**ABOUT THIS TASK**
Transcribe only part of the material below: the lines from the one containing "let cli = Cli::parse();" through the one containing "cli::catalog::info(index, cli.json).await?;", inclusive, exactly as written.

**TASK MATERIAL**
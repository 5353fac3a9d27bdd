//! Lodestone CLI entry point.
//!
//! Binary name: `lode`
//!
//! Parses CLI arguments, initializes tracing, then dispatches to the
//! catalog build/inspect or search command handlers.

mod cli;

use clap::Parser;
use tracing_subscriber::EnvFilter;

use cli::{Cli, Commands};

#[tokio::main]
async fn main() -> anyhow::Result<()> {
    let cli = Cli::parse();

    // Set up tracing based on verbosity
    let filter = match cli.verbose {
        0 if cli.quiet => "error",
        0 => "warn",
        1 => "info,lodestone_infra=debug",
        _ => "trace",
    };

    tracing_subscriber::fmt()
        .with_env_filter(EnvFilter::new(filter))
        .with_target(false)
        .init();

    match cli.command {
        Commands::Ingest { csv, out } => {
            cli::catalog::ingest_catalog(&csv, out, cli.json, cli.quiet).await?;
        }

        Commands::Search { query, k, index } => {
            cli::search::run_search(&query, k, index, cli.json).await?;
        }

        Commands::Info { index } => {
            cli::catalog::info(index, cli.json).await?;
        }
    }

    Ok(())
}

**RESULT OF THE TASK**
    let cli = Cli::parse();

    // Set up tracing based on verbosity
    let filter = match cli.verbose {
        0 if cli.quiet => "error",
        0 => "warn",
        1 => "info,lodestone_infra=debug",
        _ => "trace",
    };

    tracing_subscriber::fmt()
        .with_env_filter(EnvFilter::new(filter))
        .with_target(false)
        .init();

    match cli.command {
        Commands::Ingest { csv, out } => {
            cli::catalog::ingest_catalog(&csv, out, cli.json, cli.quiet).await?;
        }

        Commands::Search { query, k, index } => {
            cli::search::run_search(&query, k, index, cli.json).await?;
        }

        Commands::Info { index } => {
            cli::catalog::info(index, cli.json).await?;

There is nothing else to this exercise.